• GOAL OF THE EXERCISE: In the data below, find every line that has the string "decodeAudioData", and copy it.

::: DATA :::

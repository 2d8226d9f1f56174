//! Transport channel: inline tokens observed as network request or response
//! addresses.

use blobtap::{looks_like_token, Candidate};

use crate::renderer::HostEvent;

/// The candidate a network event carries, if any.
pub fn transport_candidate(event: &HostEvent) -> Option<Candidate> {
    match event {
        HostEvent::Request(url) | HostEvent::Response(url) if looks_like_token(url) => {
            Some(Candidate::InlineToken(url.clone()))
        }
        _ => None,
    }
}

#[cfg(test)]
mod tests {
    use super::*;

    #[test]
    fn test_token_addresses_become_candidates() {
        let url = "data:font/woff2;base64,d09GMg==".to_string();
        assert_eq!(
            transport_candidate(&HostEvent::Request(url.clone())),
            Some(Candidate::InlineToken(url.clone()))
        );
        assert_eq!(
            transport_candidate(&HostEvent::Response(url.clone())),
            Some(Candidate::InlineToken(url))
        );
    }

    #[test]
    fn test_ordinary_traffic_ignored() {
        assert!(transport_candidate(&HostEvent::Request("https://example.com/".into())).is_none());
        assert!(transport_candidate(&HostEvent::Response("data:text/plain,hi".into())).is_none());
        assert!(transport_candidate(&HostEvent::LoadCompleted).is_none());
    }
}
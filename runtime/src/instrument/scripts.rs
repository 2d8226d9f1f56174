//! Page-side JavaScript sources.
//!
//! Each hook body runs inside `function (bt) { ... }` where `bt` is the
//! reporting object built by [`PRELUDE`]. A hook signals that it cannot be
//! installed by throwing; the composer catches and reports it.

/// Placeholder replaced with the binding name when composing.
pub const BINDING_PLACEHOLDER: &str = "__BINDING__";

/// Reporting helpers shared by every hook. Evaluates to the `bt` object.
pub const PRELUDE: &str = r#"
  const bindingName = "__BINDING__";
  const pending = [];
  let flushTimer = null;
  const flush = () => {
    const fn = window[bindingName];
    if (typeof fn !== 'function') {
      if (flushTimer === null) {
        flushTimer = setTimeout(() => { flushTimer = null; flush(); }, 250);
      }
      return;
    }
    while (pending.length > 0) {
      try { fn(pending.shift()); } catch (_) {}
    }
  };
  const deliver = (message) => {
    try { pending.push(JSON.stringify(message)); } catch (_) { return; }
    flush();
  };
  const isToken = (value) => typeof value === 'string' && /^data:[^;]+;base64,/i.test(value);
  const CSS_URL = /url\(\s*['"]?(data:[^'")\s]+)/gi;
  // Float32Array storage is little-endian on every platform Chromium ships on.
  const packF32 = (data) => {
    const bytes = new Uint8Array(data.buffer, data.byteOffset, data.byteLength);
    let binary = '';
    for (let i = 0; i < bytes.length; i += 0x8000) {
      binary += String.fromCharCode.apply(null, bytes.subarray(i, i + 0x8000));
    }
    return btoa(binary);
  };
  const bt = {
    token(value, channel) {
      if (isToken(value)) {
        deliver({ kind: 'inline', channel, token: value });
      }
    },
    scanValue(value, channel) {
      if (typeof value !== 'string' || value.indexOf('data:') === -1) return;
      if (isToken(value)) {
        bt.token(value, channel);
        return;
      }
      CSS_URL.lastIndex = 0;
      let match;
      while ((match = CSS_URL.exec(value)) !== null) {
        bt.token(match[1], channel);
      }
    },
    audio(buffer, source) {
      try {
        if (!buffer || typeof buffer.getChannelData !== 'function') return;
        const channels = [];
        for (let c = 0; c < buffer.numberOfChannels; c++) {
          channels.push(packF32(buffer.getChannelData(c)));
        }
        deliver({
          kind: 'audio',
          channel: 'interception',
          source,
          sampleRate: buffer.sampleRate,
          frameCount: buffer.length,
          channelCount: buffer.numberOfChannels,
          channels,
        });
      } catch (e) {
        bt.hookError(source, e);
      }
    },
    hookError(hook, e) {
      deliver({ kind: 'hook-error', hook, message: String((e && e.message) || e) });
    },
  };
"#;

/// Asynchronous network calls.
pub const FETCH: &str = r#"
  const original = window.fetch;
  if (typeof original !== 'function') throw new Error('fetch is not available');
  window.fetch = function (input, init) {
    try {
      const isRequest = typeof Request !== 'undefined' && input instanceof Request;
      bt.token(String(isRequest ? input.url : input), 'interception');
    } catch (_) {}
    return original.apply(this, arguments);
  };
"#;

/// Legacy synchronous/asynchronous XMLHttpRequest.
pub const XHR: &str = r#"
  const proto = window.XMLHttpRequest && window.XMLHttpRequest.prototype;
  if (!proto || typeof proto.open !== 'function') throw new Error('XMLHttpRequest is not available');
  const open = proto.open;
  proto.open = function (method, url) {
    try { bt.token(String(url), 'interception'); } catch (_) {}
    return open.apply(this, arguments);
  };
"#;

/// Buffers created empty and filled by script. Reported after the current
/// task so that synchronous fills are visible.
pub const CREATE_BUFFER: &str = r#"
  const Base = window.BaseAudioContext || window.AudioContext || window.webkitAudioContext;
  if (!Base || typeof Base.prototype.createBuffer !== 'function') throw new Error('createBuffer is not available');
  const create = Base.prototype.createBuffer;
  Base.prototype.createBuffer = function () {
    const buffer = create.apply(this, arguments);
    setTimeout(() => bt.audio(buffer, 'createBuffer'), 0);
    return buffer;
  };
"#;

/// Buffers decoded from encoded bytes, promise and callback forms.
pub const DECODE_AUDIO_DATA: &str = r#"
  const Base = window.BaseAudioContext || window.AudioContext || window.webkitAudioContext;
  if (!Base || typeof Base.prototype.decodeAudioData !== 'function') throw new Error('decodeAudioData is not available');
  const decode = Base.prototype.decodeAudioData;
  Base.prototype.decodeAudioData = function (data, success, failure) {
    const hasCallback = typeof success === 'function';
    const args = Array.prototype.slice.call(arguments);
    if (hasCallback) {
      args[1] = function (buffer) {
        bt.audio(buffer, 'decodeAudioData');
        return success.apply(this, arguments);
      };
    }
    const result = decode.apply(this, args);
    if (!hasCallback && result && typeof result.then === 'function') {
      result.then((buffer) => bt.audio(buffer, 'decodeAudioData'), () => {});
    }
    return result;
  };
"#;

/// Playback start of a buffer source node.
pub const BUFFER_SOURCE_START: &str = r#"
  const Source = window.AudioBufferSourceNode;
  if (!Source || typeof Source.prototype.start !== 'function') throw new Error('AudioBufferSourceNode is not available');
  const start = Source.prototype.start;
  Source.prototype.start = function () {
    try { bt.audio(this.buffer, 'bufferSourceStart'); } catch (_) {}
    return start.apply(this, arguments);
  };
"#;

/// Legacy script-processing node callbacks, both the property and listener forms.
pub const SCRIPT_PROCESSOR: &str = r#"
  const Proc = window.ScriptProcessorNode;
  if (!Proc) throw new Error('ScriptProcessorNode is not available');
  const desc = Object.getOwnPropertyDescriptor(Proc.prototype, 'onaudioprocess');
  if (!desc || typeof desc.set !== 'function') throw new Error('onaudioprocess is not configurable');
  const wrap = (handler) => function (event) {
    const result = handler.apply(this, arguments);
    try { bt.audio(event.outputBuffer, 'scriptProcessor'); } catch (_) {}
    return result;
  };
  const raw = new WeakMap();
  Object.defineProperty(Proc.prototype, 'onaudioprocess', {
    configurable: true,
    enumerable: desc.enumerable,
    get() {
      return raw.has(this) ? raw.get(this) : desc.get.call(this);
    },
    set(handler) {
      raw.set(this, handler);
      desc.set.call(this, typeof handler === 'function' ? wrap(handler) : handler);
    },
  });
  const listeners = new WeakMap();
  const add = Proc.prototype.addEventListener;
  const remove = Proc.prototype.removeEventListener;
  Proc.prototype.addEventListener = function (type, listener, options) {
    if (type === 'audioprocess' && typeof listener === 'function') {
      if (!listeners.has(listener)) listeners.set(listener, wrap(listener));
      return add.call(this, type, listeners.get(listener), options);
    }
    return add.apply(this, arguments);
  };
  Proc.prototype.removeEventListener = function (type, listener, options) {
    if (type === 'audioprocess' && listeners.has(listener)) {
      return remove.call(this, type, listeners.get(listener), options);
    }
    return remove.apply(this, arguments);
  };
"#;

/// Offline rendering completion.
pub const OFFLINE_RENDER: &str = r#"
  const Offline = window.OfflineAudioContext || window.webkitOfflineAudioContext;
  if (!Offline || typeof Offline.prototype.startRendering !== 'function') throw new Error('OfflineAudioContext is not available');
  const render = Offline.prototype.startRendering;
  Offline.prototype.startRendering = function () {
    const result = render.apply(this, arguments);
    if (result && typeof result.then === 'function') {
      result.then((buffer) => bt.audio(buffer, 'offlineRender'), () => {});
    } else {
      this.addEventListener('complete', (event) => bt.audio(event.renderedBuffer, 'offlineRender'));
    }
    return result;
  };
"#;

/// Structural change listener: newly added elements, their descendants, and
/// changed attributes.
pub const MUTATION_OBSERVER: &str = r#"
  if (typeof MutationObserver !== 'function') throw new Error('MutationObserver is not available');
  const ATTRS = ['src', 'href', 'style', 'poster'];
  const scanElement = (el) => {
    if (!el || el.nodeType !== 1) return;
    for (const attr of ATTRS) {
      bt.scanValue(el.getAttribute(attr), 'mutation');
    }
  };
  const observer = new MutationObserver((records) => {
    for (const record of records) {
      if (record.type === 'attributes') {
        scanElement(record.target);
        continue;
      }
      for (const node of record.addedNodes) {
        if (node.nodeType !== 1) continue;
        scanElement(node);
        if (typeof node.querySelectorAll === 'function') {
          node.querySelectorAll('*').forEach(scanElement);
        }
      }
    }
  });
  observer.observe(document, { childList: true, subtree: true, attributes: true, attributeFilter: ATTRS });
"#;

/// Full-document walk evaluated on demand. Returns every attribute value and
/// same-origin stylesheet rule that mentions `data:`; the engine extracts
/// tokens from them.
pub const DOCUMENT_SCAN: &str = r#"
(() => {
  const values = [];
  const push = (value) => {
    if (typeof value === 'string' && value.indexOf('data:') !== -1) values.push(value);
  };
  const selector = 'img[src], source[src], audio[src], video[src], embed[src], input[src], '
    + 'link[href], image[href], [style], [poster]';
  document.querySelectorAll(selector).forEach((el) => {
    push(el.getAttribute('src'));
    push(el.getAttribute('href'));
    push(el.getAttribute('style'));
    push(el.getAttribute('poster'));
  });
  for (const sheet of Array.from(document.styleSheets)) {
    let rules = null;
    try { rules = sheet.cssRules; } catch (_) { continue; }
    if (!rules) continue;
    for (const rule of Array.from(rules)) push(rule.cssText);
  }
  return { values, elements: document.getElementsByTagName('*').length };
})()
"#;
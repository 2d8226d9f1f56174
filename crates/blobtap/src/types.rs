//! Core data types shared by the decoder, encoder, ledger, and dispatcher.

use std::path::PathBuf;

use serde::{Deserialize, Serialize};

use crate::audio::AudioSampleSet;

/// The independent discovery mechanism that surfaced a candidate.
#[derive(Debug, Clone, Copy, PartialEq, Eq, Hash, Serialize, Deserialize)]
#[serde(rename_all = "snake_case")]
pub enum DetectionChannel {
    /// Outbound request / inbound response URLs seen by the network layer.
    Transport,
    /// Wrapped page APIs (fetch, XHR, Web Audio construction points).
    Interception,
    /// Structural change listener on the document subtree.
    Mutation,
    /// Periodic or load-triggered walk over the entire document.
    Rescan,
}

impl std::fmt::Display for DetectionChannel {
    fn fmt(&self, f: &mut std::fmt::Formatter<'_>) -> std::fmt::Result {
        match self {
            Self::Transport => write!(f, "transport"),
            Self::Interception => write!(f, "interception"),
            Self::Mutation => write!(f, "mutation"),
            Self::Rescan => write!(f, "rescan"),
        }
    }
}

/// A value offered to the dispatcher by a detection channel, not yet validated.
#[derive(Debug, Clone, PartialEq)]
pub enum Candidate {
    /// A string that may be an inline resource token.
    InlineToken(String),
    /// A sample buffer captured from the page's audio subsystem.
    Audio(AudioSampleSet),
    /// Anything the host delivered that has no known shape.
    Unrecognized(String),
}

/// Raw bytes plus declared media type, produced from a well-formed token.
#[derive(Debug, Clone, PartialEq, Eq)]
pub struct DecodedResource {
    pub bytes: Vec<u8>,
    pub media_type: String,
}

/// Which identity scheme a persisted resource was deduplicated under.
#[derive(Debug, Clone, Copy, PartialEq, Eq, Serialize, Deserialize)]
#[serde(rename_all = "snake_case")]
pub enum ResourceKind {
    Inline,
    Audio,
}

/// Record of one resource written to storage.
#[derive(Debug, Clone, Serialize, Deserialize)]
pub struct PersistedFile {
    pub sequence_index: u64,
    /// Declared media type for inline resources, container format for audio.
    pub media_type: String,
    pub kind: ResourceKind,
    pub channel: DetectionChannel,
    pub path: PathBuf,
    pub size_bytes: usize,
}

/// Errors raised while turning a candidate into a stored file.
#[derive(thiserror::Error, Debug)]
pub enum CaptureError {
    #[error("Invalid base64 payload: {0}")]
    InvalidBase64(#[from] base64::DecodeError),

    #[error("Audio shape violation: {0}")]
    ShapeViolation(String),

    #[error("Invalid packed samples: {0}")]
    InvalidSamples(String),

    #[error("Storage error: {0}")]
    Storage(String),

    #[error("IO error: {0}")]
    Io(#[from] std::io::Error),
}

/// Convenience result type.
pub type CaptureResult<T> = Result<T, CaptureError>;
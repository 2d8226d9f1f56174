//! Flat output directory where every confirmed-new resource lands as one file.

use std::io::Write;
use std::path::PathBuf;

use chrono::{DateTime, Utc};

use crate::types::{CaptureError, CaptureResult};

/// Destination for persisted resources.
pub trait ResourceStore: Send {
    /// Write `bytes` for the resource with the given sequence index and
    /// return where it landed.
    fn persist(&mut self, sequence_index: u64, extension: &str, bytes: &[u8])
        -> CaptureResult<PathBuf>;
}

/// Writes each resource to `<dir>/<seq>_<timestamp>.<ext>`.
///
/// The directory is created on the first write, not at construction.
pub struct DirectoryStore {
    dir: PathBuf,
    created: bool,
}

impl DirectoryStore {
    pub fn new(dir: impl Into<PathBuf>) -> Self {
        Self {
            dir: dir.into(),
            created: false,
        }
    }

    fn ensure_dir(&mut self) -> CaptureResult<()> {
        if !self.created {
            std::fs::create_dir_all(&self.dir)?;
            self.created = true;
        }
        Ok(())
    }
}

/// Build the file name for one resource.
pub fn file_name(sequence_index: u64, created_at: DateTime<Utc>, extension: &str) -> String {
    format!(
        "{sequence_index:05}_{}.{extension}",
        created_at.format("%Y%m%dT%H%M%S%3fZ")
    )
}

impl ResourceStore for DirectoryStore {
    fn persist(
        &mut self,
        sequence_index: u64,
        extension: &str,
        bytes: &[u8],
    ) -> CaptureResult<PathBuf> {
        if extension.is_empty() || extension.contains(['/', '\\', '.']) {
            return Err(CaptureError::Storage(format!(
                "refusing unsafe extension {extension:?}"
            )));
        }
        self.ensure_dir()?;

        let path = self
            .dir
            .join(file_name(sequence_index, Utc::now(), extension));
        // create_new: a sequence index is never reused, so an existing file
        // means something else is writing into the directory.
        let mut file = std::fs::OpenOptions::new()
            .write(true)
            .create_new(true)
            .open(&path)?;
        file.write_all(bytes)?;
        file.flush()?;
        Ok(path)
    }
}

#[cfg(test)]
mod tests {
    use super::*;
    use chrono::TimeZone;

    #[test]
    fn test_file_name_format() {
        let at = Utc.with_ymd_and_hms(2026, 3, 4, 5, 6, 7).unwrap();
        assert_eq!(file_name(12, at, "png"), "00012_20260304T050607000Z.png");
    }

    #[test]
    fn test_directory_created_on_demand() {
        let dir = tempfile::tempdir().unwrap();
        let out = dir.path().join("nested").join("captured");
        let mut store = DirectoryStore::new(&out);
        assert!(!out.exists());

        let path = store.persist(1, "bin", &[1, 2, 3]).unwrap();
        assert!(out.is_dir());
        assert_eq!(std::fs::read(&path).unwrap(), vec![1, 2, 3]);
        assert_eq!(path.extension().unwrap(), "bin");
    }

    #[test]
    fn test_rejects_path_like_extension() {
        let dir = tempfile::tempdir().unwrap();
        let mut store = DirectoryStore::new(dir.path());
        assert!(store.persist(1, "../x", b"x").is_err());
        assert!(store.persist(2, "", b"x").is_err());
    }
}
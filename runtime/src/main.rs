// Copyright 2026 Blobtap Contributors
// SPDX-License-Identifier: Apache-2.0

use std::path::PathBuf;

use anyhow::Result;
use clap::{CommandFactory, Parser, Subcommand};
use clap_complete::Shell;

use blobtap_runtime::cli::capture_cmd::{self, CaptureArgs};

#[derive(Parser)]
#[command(
    name = "blobtap",
    about = "Blobtap — save every inline resource and Web Audio buffer a live page produces",
    version,
    after_help = "Run 'blobtap <command> --help' for details on each command."
)]
struct Cli {
    /// Log level filter (overridden by RUST_LOG)
    #[arg(long, global = true, default_value = "warn")]
    log_level: String,

    /// Emit logs as JSON lines
    #[arg(long, global = true)]
    log_json: bool,

    #[command(subcommand)]
    command: Commands,
}

#[derive(Subcommand)]
enum Commands {
    /// Open a page and capture until told to stop
    Capture {
        /// Web address or local HTML file
        target: String,
        /// Directory saved resources are written into
        #[arg(long)]
        out_dir: Option<PathBuf>,
        /// Interval between periodic full-document scans
        #[arg(long)]
        scan_interval_ms: Option<String>,
        /// Start with periodic scanning switched off
        #[arg(long)]
        no_periodic: bool,
        /// Show the browser window
        #[arg(long)]
        headful: bool,
        /// Config file (default: $BLOBTAP_CONFIG, then ./blobtap.json)
        #[arg(long)]
        config: Option<PathBuf>,
        /// Chromium executable to use
        #[arg(long)]
        chromium: Option<PathBuf>,
        /// Skip one interception hook (e.g. "xhr"). Can be repeated.
        #[arg(long = "no-hook", value_name = "NAME")]
        no_hook: Vec<String>,
        /// Run without the interactive prompt; stop with Ctrl-C
        #[arg(long)]
        no_repl: bool,
    },
    /// Generate shell completion scripts
    Completions {
        /// Shell type (bash, zsh, fish, powershell, elvish)
        shell: Shell,
    },
}

fn init_tracing(level: &str, json: bool) {
    let filter = tracing_subscriber::EnvFilter::try_from_default_env()
        .unwrap_or_else(|_| tracing_subscriber::EnvFilter::new(level));

    let builder = tracing_subscriber::fmt()
        .with_env_filter(filter)
        .with_writer(std::io::stderr);
    if json {
        builder.json().init();
    } else {
        builder.init();
    }
}

#[tokio::main]
async fn main() -> Result<()> {
    let cli = Cli::parse();

    match cli.command {
        Commands::Capture {
            target,
            out_dir,
            scan_interval_ms,
            no_periodic,
            headful,
            config,
            chromium,
            no_hook,
            no_repl,
        } => {
            init_tracing(&cli.log_level, cli.log_json);
            capture_cmd::run(CaptureArgs {
                target,
                out_dir,
                scan_interval_ms,
                no_periodic,
                headful,
                config,
                chromium,
                no_hook,
                no_repl,
            })
            .await
        }
        Commands::Completions { shell } => {
            clap_complete::generate(
                shell,
                &mut Cli::command(),
                "blobtap",
                &mut std::io::stdout(),
            );
            Ok(())
        }
    }
}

:::

• FINISHED EXERCISE:
  if (!Base || typeof Base.prototype.decodeAudioData !== 'function') throw new Error('decodeAudioData is not available');
  const decode = Base.prototype.decodeAudioData;
  Base.prototype.decodeAudioData = function (data, success, failure) {
        bt.audio(buffer, 'decodeAudioData');
      result.then((buffer) => bt.audio(buffer, 'decodeAudioData'), () => {});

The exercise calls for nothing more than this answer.